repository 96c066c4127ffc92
//! Conversions between bit sequences, binary literals and packed vectors.
//!
//! Two orderings are in use:
//!
//! - **Registers and literals** are MSB first: index 0 of a `[bool]` is the
//!   most significant bit, the way a binary literal reads left to right.
//! - **Packed XVC vectors** are LSB first: bit `i` of a vector lives in byte
//!   `i / 8` at position `i % 8`, so bit 0 is the least significant bit of
//!   the first byte.
//!
//! ```
//! use xvc_protocol::bits;
//!
//! let idcode = bits::from_literal("0000 0011 0110 0100 1100 0000 1001 0011").unwrap();
//! assert_eq!(bits::to_value(&idcode), 0x0364_c093);
//!
//! let packed = bits::pack(&[true, false, true]);
//! assert_eq!(&packed[..], &[0b101]);
//! assert_eq!(bits::unpack(3, &packed), vec![true, false, true]);
//! ```
use std::{error::Error, fmt::Display};

/// A character in a binary literal that is neither a bit nor a separator.
#[derive(Debug, Clone, Eq, PartialEq)]
pub struct ParseBitsError {
    found: char,
    position: usize,
}

impl ParseBitsError {
    /// The offending character
    pub fn found(&self) -> char {
        self.found
    }

    /// Character offset of the offending character in the literal
    pub fn position(&self) -> usize {
        self.position
    }
}

impl Display for ParseBitsError {
    fn fmt(&self, f: &mut std::fmt::Formatter<'_>) -> std::fmt::Result {
        write!(
            f,
            "Invalid bit {:?} at position {}",
            self.found, self.position
        )
    }
}

impl Error for ParseBitsError {}

/// Parses a binary literal such as `"10 0110"` into bits, MSB first.
/// Spaces and underscores may be used to group digits.
pub fn from_literal(literal: &str) -> Result<Vec<bool>, ParseBitsError> {
    let mut bits = Vec::with_capacity(literal.len());
    for (position, c) in literal.chars().enumerate() {
        match c {
            '0' => bits.push(false),
            '1' => bits.push(true),
            ' ' | '_' => {}
            found => return Err(ParseBitsError { found, position }),
        }
    }
    Ok(bits)
}

/// The low `width` bits of `value`, MSB first.
pub fn from_value(value: u64, width: usize) -> Vec<bool> {
    (0..width)
        .rev()
        .map(|i| i < 64 && value & (1 << i) != 0)
        .collect()
}

/// Interprets `bits` as an MSB first integer.
/// Bits beyond the 64 least significant ones are shifted out.
pub fn to_value(bits: &[bool]) -> u64 {
    bits.iter().fold(0, |acc, &bit| (acc << 1) | u64::from(bit))
}

/// Number of bytes needed to hold `num_bits` packed bits.
pub fn byte_len(num_bits: usize) -> usize {
    num_bits.div_ceil(8)
}

/// Reads bit `index` of a packed vector. Bits past the end read as `false`.
pub fn get(bytes: &[u8], index: usize) -> bool {
    bytes
        .get(index / 8)
        .is_some_and(|byte| byte & (1 << (index % 8)) != 0)
}

/// Sets bit `index` of a packed vector.
///
/// # Panics
///
/// If `index` lies past the end of `bytes`.
pub fn set(bytes: &mut [u8], index: usize) {
    bytes[index / 8] |= 1 << (index % 8);
}

/// Unpacks the first `num_bits` bits of a packed vector.
pub fn unpack(num_bits: usize, bytes: &[u8]) -> Vec<bool> {
    (0..num_bits).map(|i| get(bytes, i)).collect()
}

/// Packs bits into a vector of `byte_len(bits.len())` bytes.
/// Unused high bits of the last byte are zero.
pub fn pack(bits: &[bool]) -> Box<[u8]> {
    let mut bytes = vec![0u8; byte_len(bits.len())].into_boxed_slice();
    for (i, _) in bits.iter().enumerate().filter(|(_, bit)| **bit) {
        set(&mut bytes, i);
    }
    bytes
}
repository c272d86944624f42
mod common;
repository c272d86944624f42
use crate::demo::{run_demo, DemoArgs};
use crate::server;
use clap::{Args, Parser, Subcommand};
use fmops::error::AppError;

#[derive(Parser, Debug)]
#[command(
    name = "Facility Sourcing Service",
    about = "Run and demonstrate the supplier sourcing service from the command line",
    version
)]
struct Cli {
    #[command(subcommand)]
    command: Option<Command>,
}

#[derive(Subcommand, Debug)]
enum Command {
    /// Start the HTTP service (default command)
    Serve(ServeArgs),
    /// Run the RFQ lifecycle end to end against the in-memory store
    Demo(DemoArgs),
}

#[derive(Args, Debug, Default)]
pub(crate) struct ServeArgs {
    /// Override the configured host for the HTTP server
    #[arg(long)]
    pub(crate) host: Option<String>,
    /// Override the configured port for the HTTP server
    #[arg(long)]
    pub(crate) port: Option<u16>,
}

pub(crate) async fn run() -> Result<(), AppError> {
    let cli = Cli::parse();
    let command = cli
        .command
        .unwrap_or_else(|| Command::Serve(ServeArgs::default()));

    match command {
        Command::Serve(args) => server::run(args).await,
        Command::Demo(args) => run_demo(args),
    }
}
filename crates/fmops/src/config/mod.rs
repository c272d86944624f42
use std::env;
use std::fmt;
use std::net::{IpAddr, SocketAddr};

use crate::workflows::sourcing::EvaluationWeights;

/// Distinguishes runtime behavior for different stages of the service.
#[derive(Debug, Clone, Copy, PartialEq, Eq)]
pub enum AppEnvironment {
    Development,
    Test,
    Production,
}

impl AppEnvironment {
    fn from_str(value: &str) -> Self {
        match value.trim().to_ascii_lowercase().as_str() {
            "prod" | "production" => Self::Production,
            "test" | "ci" => Self::Test,
            _ => Self::Development,
        }
    }
}

/// Top-level configuration for the application.
#[derive(Debug, Clone)]
pub struct AppConfig {
    pub environment: AppEnvironment,
    pub server: ServerConfig,
    pub telemetry: TelemetryConfig,
    pub sourcing: SourcingConfig,
}

impl AppConfig {
    pub fn load() -> Result<Self, ConfigError> {
        dotenvy::dotenv().ok();

        let environment = AppEnvironment::from_str(
            &env::var("FMOPS_ENV").unwrap_or_else(|_| "development".to_string()),
        );

        let host = env::var("FMOPS_HOST").unwrap_or_else(|_| "127.0.0.1".to_string());
        let port = env::var("FMOPS_PORT")
            .unwrap_or_else(|_| "3000".to_string())
            .parse::<u16>()
            .map_err(|_| ConfigError::InvalidPort)?;

        let log_level = env::var("FMOPS_LOG_LEVEL").unwrap_or_else(|_| "info".to_string());

        let sourcing = SourcingConfig {
            default_weights: EvaluationWeights {
                price: read_weight("FMOPS_WEIGHT_PRICE", 40)?,
                quality: read_weight("FMOPS_WEIGHT_QUALITY", 30)?,
                delivery: read_weight("FMOPS_WEIGHT_DELIVERY", 15)?,
                compliance: read_weight("FMOPS_WEIGHT_COMPLIANCE", 15)?,
            },
        };

        Ok(Self {
            environment,
            server: ServerConfig { host, port },
            telemetry: TelemetryConfig { log_level },
            sourcing,
        })
    }
}

fn read_weight(key: &'static str, default: u32) -> Result<u32, ConfigError> {
    match env::var(key) {
        Ok(raw) => raw
            .trim()
            .parse::<u32>()
            .map_err(|_| ConfigError::InvalidWeight { key }),
        Err(_) => Ok(default),
    }
}

/// Settings controlling the HTTP server binding.
#[derive(Debug, Clone)]
pub struct ServerConfig {
    pub host: String,
    pub port: u16,
}

impl ServerConfig {
    pub fn socket_addr(&self) -> Result<SocketAddr, ConfigError> {
        if self.host.eq_ignore_ascii_case("localhost") {
            return Ok(SocketAddr::new(IpAddr::from([127, 0, 0, 1]), self.port));
        }

        let ip: IpAddr = self
            .host
            .parse()
            .map_err(|source| ConfigError::InvalidHost { source })?;

        Ok(SocketAddr::new(ip, self.port))
    }
}

/// Tracing and metrics controls.
#[derive(Debug, Clone)]
pub struct TelemetryConfig {
    pub log_level: String,
}

/// Defaults applied to newly created RFQs.
#[derive(Debug, Clone)]
pub struct SourcingConfig {
    pub default_weights: EvaluationWeights,
}

#[derive(Debug)]
pub enum ConfigError {
    InvalidPort,
    InvalidHost { source: std::net::AddrParseError },
    InvalidWeight { key: &'static str },
}

impl fmt::Display for ConfigError {
    fn fmt(&self, f: &mut fmt::Formatter<'_>) -> fmt::Result {
        match self {
            ConfigError::InvalidPort => write!(f, "FMOPS_PORT must be a valid u16"),
            ConfigError::InvalidHost { .. } => {
                write!(f, "FMOPS_HOST must parse to an IPv4 or IPv6 address")
            }
            ConfigError::InvalidWeight { key } => {
                write!(f, "{key} must be a non-negative integer weight")
            }
        }
    }
}

impl std::error::Error for ConfigError {
    fn source(&self) -> Option<&(dyn std::error::Error + 'static)> {
        match self {
            ConfigError::InvalidPort | ConfigError::InvalidWeight { .. } => None,
            ConfigError::InvalidHost { source } => Some(source),
        }
    }
}
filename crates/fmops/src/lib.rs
//! Supplier sourcing engine for the facility-services back office.
//!
//! The interesting machinery lives in [`workflows::sourcing`]: the RFQ
//! lifecycle controller, the quote benchmarking engine, and the atomic award
//! transaction. Everything else here is service plumbing (configuration,
//! telemetry, top-level error type).

pub mod config;
pub mod error;
pub mod telemetry;
pub mod workflows;
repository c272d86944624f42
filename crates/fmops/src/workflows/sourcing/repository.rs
use serde::{Deserialize, Serialize};

use super::domain::{InvitationId, Quote, Rfq, RfqId, SupplierId, SupplierInvitation};

/// Error enumeration for repository failures.
#[derive(Debug, thiserror::Error)]
pub enum RepositoryError {
    #[error("record already exists")]
    Conflict,
    #[error("record not found")]
    NotFound,
    #[error("concurrent update detected")]
    StaleWrite,
    #[error("repository unavailable: {0}")]
    Unavailable(String),
}

/// Persistence boundary for RFQs, invitations, and quotes.
///
/// Contract (the engine depends on all three):
/// - mutations against the same RFQ id are serialized (single writer per
///   RFQ), so read-modify-write operations never interleave;
/// - (rfq, supplier) is unique for invitations and for quotes; a violating
///   insert fails with [`RepositoryError::Conflict`];
/// - `commit_evaluation` and `commit_award` are all-or-nothing: on any
///   failure no touched record may be left modified;
/// - both commits re-check the stored RFQ before writing and fail with
///   [`RepositoryError::StaleWrite`] when its status no longer permits the
///   operation (a terminal row for either commit, or a draft for an
///   evaluation), so a caller racing another writer cannot overwrite the
///   outcome that landed first.
pub trait SourcingRepository: Send + Sync {
    /// Monotonic counter backing human-readable RFQ numbers.
    fn next_rfq_sequence(&self) -> Result<u64, RepositoryError>;
    /// Monotonic counter backing human-readable quote numbers.
    fn next_quote_sequence(&self) -> Result<u64, RepositoryError>;

    fn insert_rfq(&self, rfq: Rfq) -> Result<Rfq, RepositoryError>;
    fn update_rfq(&self, rfq: Rfq) -> Result<(), RepositoryError>;
    fn fetch_rfq(&self, id: &RfqId) -> Result<Option<Rfq>, RepositoryError>;
    fn list_rfqs(&self) -> Result<Vec<Rfq>, RepositoryError>;
    /// Cascade delete: removes the RFQ with its invitations and quotes.
    fn delete_rfq(&self, id: &RfqId) -> Result<(), RepositoryError>;

    fn insert_invitation(
        &self,
        invitation: SupplierInvitation,
    ) -> Result<SupplierInvitation, RepositoryError>;
    fn update_invitation(&self, invitation: SupplierInvitation) -> Result<(), RepositoryError>;
    fn fetch_invitation(
        &self,
        id: &InvitationId,
    ) -> Result<Option<SupplierInvitation>, RepositoryError>;
    fn invitation_for_supplier(
        &self,
        rfq: &RfqId,
        supplier: &SupplierId,
    ) -> Result<Option<SupplierInvitation>, RepositoryError>;
    fn invitations_for(&self, rfq: &RfqId) -> Result<Vec<SupplierInvitation>, RepositoryError>;
    fn delete_invitation(&self, id: &InvitationId) -> Result<(), RepositoryError>;

    fn insert_quote(&self, quote: Quote) -> Result<Quote, RepositoryError>;
    fn update_quote(&self, quote: Quote) -> Result<(), RepositoryError>;
    fn quote_for_supplier(
        &self,
        rfq: &RfqId,
        supplier: &SupplierId,
    ) -> Result<Option<Quote>, RepositoryError>;
    /// Quotes in submission order.
    fn quotes_for(&self, rfq: &RfqId) -> Result<Vec<Quote>, RepositoryError>;
    /// Quotes ordered by overall rank; unevaluated quotes follow in
    /// submission order.
    fn quotes_ranked(&self, rfq: &RfqId) -> Result<Vec<Quote>, RepositoryError>;

    /// Set-based write of one scoring run: the RFQ row and every quote's
    /// benchmark/rank fields land together or not at all. Fails with
    /// [`RepositoryError::StaleWrite`] if the stored RFQ has left the
    /// quoting window since the caller read it.
    fn commit_evaluation(&self, rfq: Rfq, quotes: Vec<Quote>) -> Result<(), RepositoryError>;
    /// The award transaction: winner accepted, losers rejected, RFQ closed,
    /// all in one write. A partially awarded RFQ must never be observable,
    /// and a commit built from a snapshot of an RFQ that has since been
    /// awarded or cancelled fails with [`RepositoryError::StaleWrite`].
    fn commit_award(&self, rfq: Rfq, quotes: Vec<Quote>) -> Result<(), RepositoryError>;
}

/// Read-only row from the supplier master-data registry.
#[derive(Debug, Clone, PartialEq, Eq, Serialize, Deserialize)]
pub struct SupplierProfile {
    pub id: SupplierId,
    pub name: String,
    pub qualifications: Vec<String>,
}

#[derive(Debug, thiserror::Error)]
pub enum DirectoryError {
    #[error("supplier registry unavailable: {0}")]
    Unavailable(String),
}

/// Lookup into the supplier registry. The sourcing core never mutates it.
pub trait SupplierDirectory: Send + Sync {
    fn lookup(&self, id: &SupplierId) -> Result<Option<SupplierProfile>, DirectoryError>;
}
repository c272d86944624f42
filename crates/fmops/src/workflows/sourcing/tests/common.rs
use std::collections::HashMap;
use std::sync::atomic::{AtomicBool, AtomicU64, Ordering};
use std::sync::{Arc, Barrier, Mutex};

use axum::response::Response;
use chrono::{Duration, TimeZone, Utc};
use serde_json::Value;

use crate::workflows::sourcing::domain::{
    EvaluationWeights, InvitationId, Quote, QuoteId, QuoteStatus, QuoteSubmission, Rfq, RfqDraft,
    RfqId, RfqStatus, SupplierId, SupplierInvitation,
};
use crate::workflows::sourcing::repository::{
    DirectoryError, RepositoryError, SourcingRepository, SupplierDirectory, SupplierProfile,
};
use crate::workflows::sourcing::service::SourcingService;
use crate::workflows::sourcing::sourcing_router;

#[derive(Default)]
struct Store {
    rfqs: HashMap<RfqId, Rfq>,
    invitations: HashMap<InvitationId, SupplierInvitation>,
    quotes: HashMap<QuoteId, Quote>,
}

/// Single-mutex store: the lock serializes every mutation, which satisfies
/// the per-RFQ single-writer contract. Fault flags let tests simulate an
/// outage or a mid-award crash; `fetch_rendezvous` lets two callers be
/// held between their read and their commit to provoke a stale write.
#[derive(Default)]
pub(super) struct MemoryRepository {
    store: Mutex<Store>,
    rfq_seq: AtomicU64,
    quote_seq: AtomicU64,
    pub(super) offline: AtomicBool,
    pub(super) fail_next_award: AtomicBool,
    pub(super) fetch_rendezvous: Mutex<Option<Arc<Barrier>>>,
}

impl MemoryRepository {
    fn guard(&self) -> Result<std::sync::MutexGuard<'_, Store>, RepositoryError> {
        if self.offline.load(Ordering::Relaxed) {
            return Err(RepositoryError::Unavailable("store offline".to_string()));
        }
        Ok(self.store.lock().expect("store mutex poisoned"))
    }

    pub(super) fn raw_rfq(&self, id: &RfqId) -> Option<Rfq> {
        self.store
            .lock()
            .expect("store mutex poisoned")
            .rfqs
            .get(id)
            .cloned()
    }

    pub(super) fn raw_quotes(&self, rfq: &RfqId) -> Vec<Quote> {
        let store = self.store.lock().expect("store mutex poisoned");
        let mut quotes: Vec<Quote> = store
            .quotes
            .values()
            .filter(|quote| quote.rfq_id == *rfq)
            .cloned()
            .collect();
        quotes.sort_by(|a, b| {
            a.submitted_at
                .cmp(&b.submitted_at)
                .then_with(|| a.id.0.cmp(&b.id.0))
        });
        quotes
    }
}

impl SourcingRepository for MemoryRepository {
    fn next_rfq_sequence(&self) -> Result<u64, RepositoryError> {
        if self.offline.load(Ordering::Relaxed) {
            return Err(RepositoryError::Unavailable("store offline".to_string()));
        }
        Ok(self.rfq_seq.fetch_add(1, Ordering::Relaxed) + 1)
    }

    fn next_quote_sequence(&self) -> Result<u64, RepositoryError> {
        if self.offline.load(Ordering::Relaxed) {
            return Err(RepositoryError::Unavailable("store offline".to_string()));
        }
        Ok(self.quote_seq.fetch_add(1, Ordering::Relaxed) + 1)
    }

    fn insert_rfq(&self, rfq: Rfq) -> Result<Rfq, RepositoryError> {
        let mut store = self.guard()?;
        if store.rfqs.contains_key(&rfq.id) {
            return Err(RepositoryError::Conflict);
        }
        store.rfqs.insert(rfq.id.clone(), rfq.clone());
        Ok(rfq)
    }

    fn update_rfq(&self, rfq: Rfq) -> Result<(), RepositoryError> {
        let mut store = self.guard()?;
        if !store.rfqs.contains_key(&rfq.id) {
            return Err(RepositoryError::NotFound);
        }
        store.rfqs.insert(rfq.id.clone(), rfq);
        Ok(())
    }

    fn fetch_rfq(&self, id: &RfqId) -> Result<Option<Rfq>, RepositoryError> {
        let rfq = self.guard()?.rfqs.get(id).cloned();
        let rendezvous = self
            .fetch_rendezvous
            .lock()
            .expect("rendezvous mutex poisoned")
            .clone();
        if let Some(barrier) = rendezvous {
            barrier.wait();
        }
        Ok(rfq)
    }

    fn list_rfqs(&self) -> Result<Vec<Rfq>, RepositoryError> {
        let store = self.guard()?;
        let mut rfqs: Vec<Rfq> = store.rfqs.values().cloned().collect();
        rfqs.sort_by(|a, b| a.number.cmp(&b.number));
        Ok(rfqs)
    }

    fn delete_rfq(&self, id: &RfqId) -> Result<(), RepositoryError> {
        let mut store = self.guard()?;
        if store.rfqs.remove(id).is_none() {
            return Err(RepositoryError::NotFound);
        }
        store.invitations.retain(|_, invitation| invitation.rfq_id != *id);
        store.quotes.retain(|_, quote| quote.rfq_id != *id);
        Ok(())
    }

    fn insert_invitation(
        &self,
        invitation: SupplierInvitation,
    ) -> Result<SupplierInvitation, RepositoryError> {
        let mut store = self.guard()?;
        let duplicate = store.invitations.values().any(|existing| {
            existing.rfq_id == invitation.rfq_id && existing.supplier_id == invitation.supplier_id
        });
        if duplicate || store.invitations.contains_key(&invitation.id) {
            return Err(RepositoryError::Conflict);
        }
        store
            .invitations
            .insert(invitation.id.clone(), invitation.clone());
        Ok(invitation)
    }

    fn update_invitation(&self, invitation: SupplierInvitation) -> Result<(), RepositoryError> {
        let mut store = self.guard()?;
        if !store.invitations.contains_key(&invitation.id) {
            return Err(RepositoryError::NotFound);
        }
        store.invitations.insert(invitation.id.clone(), invitation);
        Ok(())
    }

    fn fetch_invitation(
        &self,
        id: &InvitationId,
    ) -> Result<Option<SupplierInvitation>, RepositoryError> {
        Ok(self.guard()?.invitations.get(id).cloned())
    }

    fn invitation_for_supplier(
        &self,
        rfq: &RfqId,
        supplier: &SupplierId,
    ) -> Result<Option<SupplierInvitation>, RepositoryError> {
        Ok(self
            .guard()?
            .invitations
            .values()
            .find(|invitation| invitation.rfq_id == *rfq && invitation.supplier_id == *supplier)
            .cloned())
    }

    fn invitations_for(&self, rfq: &RfqId) -> Result<Vec<SupplierInvitation>, RepositoryError> {
        let store = self.guard()?;
        let mut invitations: Vec<SupplierInvitation> = store
            .invitations
            .values()
            .filter(|invitation| invitation.rfq_id == *rfq)
            .cloned()
            .collect();
        invitations.sort_by(|a, b| {
            a.invited_at
                .cmp(&b.invited_at)
                .then_with(|| a.id.0.cmp(&b.id.0))
        });
        Ok(invitations)
    }

    fn delete_invitation(&self, id: &InvitationId) -> Result<(), RepositoryError> {
        let mut store = self.guard()?;
        store
            .invitations
            .remove(id)
            .map(|_| ())
            .ok_or(RepositoryError::NotFound)
    }

    fn insert_quote(&self, quote: Quote) -> Result<Quote, RepositoryError> {
        let mut store = self.guard()?;
        let duplicate = store
            .quotes
            .values()
            .any(|existing| existing.rfq_id == quote.rfq_id && existing.supplier_id == quote.supplier_id);
        if duplicate || store.quotes.contains_key(&quote.id) {
            return Err(RepositoryError::Conflict);
        }
        store.quotes.insert(quote.id.clone(), quote.clone());
        Ok(quote)
    }

    fn update_quote(&self, quote: Quote) -> Result<(), RepositoryError> {
        let mut store = self.guard()?;
        if !store.quotes.contains_key(&quote.id) {
            return Err(RepositoryError::NotFound);
        }
        store.quotes.insert(quote.id.clone(), quote);
        Ok(())
    }

    fn quote_for_supplier(
        &self,
        rfq: &RfqId,
        supplier: &SupplierId,
    ) -> Result<Option<Quote>, RepositoryError> {
        Ok(self
            .guard()?
            .quotes
            .values()
            .find(|quote| quote.rfq_id == *rfq && quote.supplier_id == *supplier)
            .cloned())
    }

    fn quotes_for(&self, rfq: &RfqId) -> Result<Vec<Quote>, RepositoryError> {
        let store = self.guard()?;
        let mut quotes: Vec<Quote> = store
            .quotes
            .values()
            .filter(|quote| quote.rfq_id == *rfq)
            .cloned()
            .collect();
        quotes.sort_by(|a, b| {
            a.submitted_at
                .cmp(&b.submitted_at)
                .then_with(|| a.id.0.cmp(&b.id.0))
        });
        Ok(quotes)
    }

    fn quotes_ranked(&self, rfq: &RfqId) -> Result<Vec<Quote>, RepositoryError> {
        let mut quotes = self.quotes_for(rfq)?;
        quotes.sort_by(|a, b| match (a.overall_rank, b.overall_rank) {
            (Some(x), Some(y)) => x.cmp(&y),
            (Some(_), None) => std::cmp::Ordering::Less,
            (None, Some(_)) => std::cmp::Ordering::Greater,
            (None, None) => a.submitted_at.cmp(&b.submitted_at),
        });
        Ok(quotes)
    }

    fn commit_evaluation(&self, rfq: Rfq, quotes: Vec<Quote>) -> Result<(), RepositoryError> {
        let mut store = self.guard()?;
        let stored = store.rfqs.get(&rfq.id).ok_or(RepositoryError::NotFound)?;
        if stored.status.is_terminal() || stored.status == RfqStatus::Draft {
            return Err(RepositoryError::StaleWrite);
        }
        if quotes.iter().any(|quote| !store.quotes.contains_key(&quote.id)) {
            return Err(RepositoryError::StaleWrite);
        }
        store.rfqs.insert(rfq.id.clone(), rfq);
        for quote in quotes {
            store.quotes.insert(quote.id.clone(), quote);
        }
        Ok(())
    }

    fn commit_award(&self, rfq: Rfq, quotes: Vec<Quote>) -> Result<(), RepositoryError> {
        if self.fail_next_award.swap(false, Ordering::Relaxed) {
            return Err(RepositoryError::Unavailable(
                "simulated fault before award commit".to_string(),
            ));
        }
        let mut store = self.guard()?;
        let stored = store.rfqs.get(&rfq.id).ok_or(RepositoryError::NotFound)?;
        if stored.status.is_terminal() {
            return Err(RepositoryError::StaleWrite);
        }
        if quotes.iter().any(|quote| !store.quotes.contains_key(&quote.id)) {
            return Err(RepositoryError::StaleWrite);
        }
        store.rfqs.insert(rfq.id.clone(), rfq);
        for quote in quotes {
            store.quotes.insert(quote.id.clone(), quote);
        }
        Ok(())
    }
}
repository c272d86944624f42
use fmops_api::run;

#[tokio::main]
async fn main() {
    if let Err(err) = run().await {
        eprintln!("application error: {err}");
        std::process::exit(1);
    }
}
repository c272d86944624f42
use crate::config::ConfigError;
use crate::telemetry::TelemetryError;
use axum::http::StatusCode;
use axum::response::{IntoResponse, Response};
use axum::Json;
use serde_json::json;
use std::fmt;

/// Bootstrap-level failures. Workflow errors stay typed inside
/// `workflows::sourcing` and are translated by its router.
#[derive(Debug)]
pub enum AppError {
    Config(ConfigError),
    Telemetry(TelemetryError),
    Io(std::io::Error),
    Server(axum::Error),
}

impl fmt::Display for AppError {
    fn fmt(&self, f: &mut fmt::Formatter<'_>) -> fmt::Result {
        match self {
            AppError::Config(err) => write!(f, "configuration error: {}", err),
            AppError::Telemetry(err) => write!(f, "telemetry error: {}", err),
            AppError::Io(err) => write!(f, "io error: {}", err),
            AppError::Server(err) => write!(f, "server error: {}", err),
        }
    }
}

impl std::error::Error for AppError {
    fn source(&self) -> Option<&(dyn std::error::Error + 'static)> {
        match self {
            AppError::Config(err) => Some(err),
            AppError::Telemetry(err) => Some(err),
            AppError::Io(err) => Some(err),
            AppError::Server(err) => Some(err),
        }
    }
}

impl IntoResponse for AppError {
    fn into_response(self) -> Response {
        let body = Json(json!({ "error": self.to_string() }));
        (StatusCode::INTERNAL_SERVER_ERROR, body).into_response()
    }
}

impl From<ConfigError> for AppError {
    fn from(value: ConfigError) -> Self {
        Self::Config(value)
    }
}

impl From<TelemetryError> for AppError {
    fn from(value: TelemetryError) -> Self {
        Self::Telemetry(value)
    }
}

impl From<std::io::Error> for AppError {
    fn from(value: std::io::Error) -> Self {
        Self::Io(value)
    }
}

impl From<axum::Error> for AppError {
    fn from(value: axum::Error) -> Self {
        Self::Server(value)
    }
}
pub mod sourcing;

== WORK TASK ==
Exact reproduction is required. Give the lines of the data from its first line through the line containing "left to right.", and no others.

== OUTPUT BELOW ==
repository 96c066c4127ffc92
//! Conversions between bit sequences, binary literals and packed vectors.
//!
//! Two orderings are in use:
//!
//! - **Registers and literals** are MSB first: index 0 of a `[bool]` is the
//!   most significant bit, the way a binary literal reads left to right.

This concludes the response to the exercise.